Отсылаю тебе, любезный Норов, твоего «Стеньку»; завтра получишь Struys [366] и одалиску. Нет ли у тебя сочинения Вебера о России («Возрастающая Россия» или что-то подобное)? а Пердуильонис, то есть: Stephanus Rasin Donicus Cosacus perduellis, publicae disquisitionis Johanno Justo Martio i Schurtzfleisch [367].
А. П.
542. А. С. НОРОВУ
10 — 15 ноября 1833 г.
В Москве.
Посылаю тебе, любезный Норов, Satyricon [368] — а мистерии где-то у меня запрятаны. Отыщу — непременно. До свидания.
543. П. В. НАЩОКИНУ
24 ноября 1833 г.
Из Петербурга в Москву.
Что, Павел Воинович, каковы домашние обстоятельства? решено ли? мочи нет, хочется узнать развязку; я твой роман оставил на самом занимательном месте. Не смею надеяться — а можно надеяться. Vous êtes éminemment un homme de passion [369] — и в страстном состоянии духа ты в состоянии сделать то, о чем и не осмелился бы подумать в трезвом виде; как некогда пьяный переплыл ты реку, не умея плавать. Нынешнее дело на то же похоже — сыми рубашку, перекрестись и бух с берега; а мы — князь Федор и я — будем следовать за тобою в лодке, и как-нибудь — выкарабкаешься на противную сторону. Теперь скажу тебе о своем путешествии. Я совершил его благополучно. Леленька мне не мешал, он очень мил, т. е. молчалив — все наши сношения ограничивались тем, что когда ночью он прилегал на мое плечо, то я отталкивал его локтем. Я привез его здрава и невредима — и как река еще не стала, а мостов уже нет, то я и отправил его ко Льву Сергеевичу, чем, вероятно, одолжил его. При выезде моем из Москвы Гаврила мой так был пьян и так меня взбесил, что я велел ему слезть с козел и оставил его на большой дороге в слезах и в истерике; но это всё на меня не подействовало — я подумал о тебе… Вели-ка своему Гавриле в юбке и в кацавейке слезть с козел — полно ему воевать. Дома нашел я всё в порядке. Жена была на бале, я за нею поехал — и увез к себе, как улан уездную барышню с именин городничихи. Денежные мои обстоятельства без меня запутались, но я их думаю распутать. Отца видел, он очень рад моему предположению взять Болдино. Денег у него нет. Брат во фраке и очень благопристоен. Соболевский выиграл свой процесс и едет к вам. Пиши ко мне, коли будет время. Записку отдай моему управляющему. Ольге Андреевне мое почтение.
24 ноября.
544. А. X. БЕНКЕНДОРФУ
6 декабря 1833 г.
В Петербурге.
граф Александр Христофорович,
Осмеливаюсь препроводить Вашему сиятельству стихотворение, которое желал бы я напечатать, и при сем случае просить Вас о разрешении для меня важном. Книгопродавец Смирдин издает журнал, в коем просил меня участвовать. Я могу согласиться только в том случае, когда он возьмется мои сочинения представлять в цензуру и хлопотать об них наравне с другими писателями, участвующими в его предприятии; но без Вашего сведения я ничего не хотел сказать ему решительного.

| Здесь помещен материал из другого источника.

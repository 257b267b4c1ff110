//! Phase 5: CI config
//!
//! Emits a CircleCI 2.1 configuration with one job per discovered category.
//! Each job checks the repository out and runs `nbcollection build` for its
//! own category, so categories build in parallel on separate CI machines.

use std::collections::{BTreeMap, HashSet};
use std::env;
use std::fs;
use std::path::{Path, PathBuf};

use log::{info, warn};
use serde::Serialize;

use super::BuildJob;
use crate::config::BuildConfig;
use crate::error::{Error, Result};
use crate::shell::{quote, quote_path};

/// Name of the single executor every job runs on.
pub const EXECUTOR_NAME: &str = "notebook-builder";

/// Name of the workflow listing every job.
pub const WORKFLOW_NAME: &str = "build-notebooks";

#[derive(Debug, Clone, PartialEq, Serialize)]
pub struct CiConfig {
    pub version: String,
    pub executors: BTreeMap<String, Executor>,
    pub jobs: BTreeMap<String, CiJob>,
    pub workflows: Workflows,
}

#[derive(Debug, Clone, PartialEq, Serialize)]
pub struct Executor {
    pub docker: Vec<DockerImage>,
}

#[derive(Debug, Clone, PartialEq, Serialize)]
pub struct DockerImage {
    pub image: String,
}

#[derive(Debug, Clone, PartialEq, Serialize)]
pub struct CiJob {
    pub executor: String,
    pub steps: Vec<Step>,
}

/// A job step, either a bare built-in step name or a `run` command.
#[derive(Debug, Clone, PartialEq, Serialize)]
#[serde(untagged)]
pub enum Step {
    Builtin(String),
    Run { run: RunStep },
}

#[derive(Debug, Clone, PartialEq, Serialize)]
pub struct RunStep {
    pub name: String,
    pub command: String,
}

#[derive(Debug, Clone, PartialEq, Serialize)]
pub struct Workflows {
    pub version: u32,
    #[serde(flatten)]
    pub workflows: BTreeMap<String, Workflow>,
}

#[derive(Debug, Clone, PartialEq, Serialize)]
pub struct Workflow {
    pub jobs: Vec<String>,
}

/// Build the CI document for `jobs`, with collection paths written relative
/// to the current directory.
pub fn generate(jobs: &[BuildJob], config: &BuildConfig) -> CiConfig {
    let cwd = env::current_dir().unwrap_or_default();
    generate_in(jobs, config, &cwd)
}

/// Build the CI document for `jobs` as run from the checkout at `base`.
///
/// Job names are `<collection>-<category>` reduced to `[A-Za-z0-9_-]`. Names
/// that collide after reduction get a numeric suffix. Collection roots under
/// `base` are written relative to it.
pub fn generate_in(jobs: &[BuildJob], config: &BuildConfig, base: &Path) -> CiConfig {
    let mut ci_jobs = BTreeMap::new();
    let mut order = Vec::with_capacity(jobs.len());
    let mut taken = HashSet::new();

    for job in jobs {
        let stem = job_name(&job.collection, &job.category.name);
        let mut name = stem.clone();
        let mut n = 2;
        while !taken.insert(name.clone()) {
            name = format!("{stem}-{n}");
            n += 1;
        }

        let command = format!(
            "nbcollection build --collection {} --category {}",
            quote_path(&checkout_path(&job.collection_root, base)),
            quote(&job.category.name)
        );
        ci_jobs.insert(
            name.clone(),
            CiJob {
                executor: EXECUTOR_NAME.to_string(),
                steps: vec![
                    Step::Builtin("checkout".to_string()),
                    Step::Run {
                        run: RunStep {
                            name: format!("Build {}", job.label()),
                            command,
                        },
                    },
                ],
            },
        );
        order.push(name);
    }

    let executors = BTreeMap::from([(
        EXECUTOR_NAME.to_string(),
        Executor {
            docker: vec![DockerImage {
                image: config.ci_image.clone(),
            }],
        },
    )]);

    CiConfig {
        version: "2.1".to_string(),
        executors,
        jobs: ci_jobs,
        workflows: Workflows {
            version: 2,
            workflows: BTreeMap::from([(WORKFLOW_NAME.to_string(), Workflow { jobs: order })]),
        },
    }
}

/// Serialize a CI document to YAML.
pub fn render(ci: &CiConfig) -> Result<String> {
    Ok(serde_yaml::to_string(ci)?)
}

/// Generate, render and write the CI config to `config.ci_output`.
pub fn execute(jobs: &[BuildJob], config: &BuildConfig) -> Result<PathBuf> {
    let document = render(&generate(jobs, config))?;
    let output = config.ci_output.clone();

    if let Some(parent) = output.parent().filter(|p| !p.as_os_str().is_empty()) {
        fs::create_dir_all(parent).map_err(|e| Error::Filesystem {
            message: format!("Failed to create '{}': {}", parent.display(), e),
        })?;
    }
    fs::write(&output, document)?;
    info!("Wrote CI config for {} job(s) to {}", jobs.len(), output.display());

    Ok(output)
}

/// `root` relative to `base` when it lies under it.
///
/// Relative roots are kept as given. Absolute roots outside `base` are kept
/// too, with a warning: they will not exist on the CI machine.
fn checkout_path(root: &Path, base: &Path) -> PathBuf {
    if root.is_relative() {
        return root.to_path_buf();
    }

    let relative = root.strip_prefix(base).map(Path::to_path_buf).or_else(|_| -> std::io::Result<PathBuf> {
        let root = fs::canonicalize(root)?;
        let base = fs::canonicalize(base)?;
        root.strip_prefix(&base)
            .map(Path::to_path_buf)
            .map_err(std::io::Error::other)
    });

    match relative {
        Ok(rel) if rel.as_os_str().is_empty() => PathBuf::from("."),
        Ok(rel) => rel,
        Err(_) => {
            warn!(
                "Collection {} is outside {}, the CI job uses the absolute path",
                root.display(),
                base.display()
            );
            root.to_path_buf()
        }
    }
}

/// `<collection>-<category>` with every other character replaced by `_`.
pub fn job_name(collection: &str, category: &str) -> String {
    format!("{collection}-{category}")
        .chars()
        .map(|c| {
            if c.is_ascii_alphanumeric() || c == '_' || c == '-' {
                c
            } else {
                '_'
            }
        })
        .collect()
}
//! CLI argument parsing and command dispatch

use std::path::PathBuf;

use anyhow::{Context, Result};
use clap::{Parser, Subcommand};
use env_logger::Env;

use nbcollection::config;
use nbcollection::defaults::DEFAULT_CONFIG_FILENAME;
use nbcollection::output::OutputConfig;

use crate::commands;

/// nbcollection - Build collections of Jupyter notebooks into a static site
#[derive(Parser, Debug)]
#[command(name = "nbcollection")]
#[command(version, about, long_about = None)]
pub struct Cli {
    /// Subcommand to execute
    #[command(subcommand)]
    command: Commands,

    /// Colorize output (always, never, auto)
    #[arg(long, global = true, value_name = "WHEN", default_value = "auto")]
    color: String,

    /// Set log level (error, warn, info, debug, trace); RUST_LOG takes precedence
    #[arg(long, global = true, value_name = "LEVEL", default_value = "info")]
    log_level: String,

    /// Configuration file, read when present
    #[arg(
        long,
        global = true,
        value_name = "FILE",
        default_value = DEFAULT_CONFIG_FILENAME,
        env = "NBCOLLECTION_CONFIG"
    )]
    config: PathBuf,
}

#[derive(Subcommand, Debug)]
enum Commands {
    /// Build every notebook of the selected collections
    Build(commands::build::BuildArgs),
    /// Assemble built notebooks into a static site
    Site(commands::site::SiteArgs),
    /// Write a CI config with one job per category
    CiConfig(commands::ci_config::CiConfigArgs),
    /// List the categories and notebooks that would be built
    Ls(commands::ls::LsArgs),
    /// Generate shell completion scripts
    Completions(commands::completions::CompletionsArgs),
}

impl Cli {
    /// Execute the CLI command
    pub fn execute(self) -> Result<()> {
        init_logging(&self.log_level);
        let output = OutputConfig::from_env_and_flag(&self.color);

        let command = match self.command {
            Commands::Completions(args) => return commands::completions::execute(args),
            command => command,
        };

        let build_config = config::load_or_default(&self.config)
            .with_context(|| format!("Failed to load config from {}", self.config.display()))?;

        match command {
            Commands::Build(args) => commands::build::execute(args, build_config, &output),
            Commands::Site(args) => commands::site::execute(args, build_config, &output),
            Commands::CiConfig(args) => commands::ci_config::execute(args, build_config, &output),
            Commands::Ls(args) => commands::ls::execute(args, build_config, &output),
            Commands::Completions(_) => Ok(()),
        }
    }
}

/// Route `log` records to stderr with timestamps.
fn init_logging(level: &str) {
    let _ = env_logger::Builder::from_env(Env::default().default_filter_or(level))
        .format_timestamp_secs()
        .format_target(true)
        .try_init();
}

Хотя я как можно реже старался пользоваться драгоценным мне дозволением утруждать внимание государя императора, но ныне осмеливаюсь просить на то высочайшего соизволения: я думал некогда написать исторический роман, относящийся ко временам Пугачева, но, нашед множество материалов, я оставил вымысел и написал «Историю Пугачевщины». Осмеливаюсь просить через Ваше сиятельство дозволения представить оную на высочайшее рассмотрение. Не знаю, можно ли мне будет ее напечатать, но смею надеяться, что сей исторический отрывок будет любопытен для его величества особенно в отношении тогдашних военных действий, доселе худо известных.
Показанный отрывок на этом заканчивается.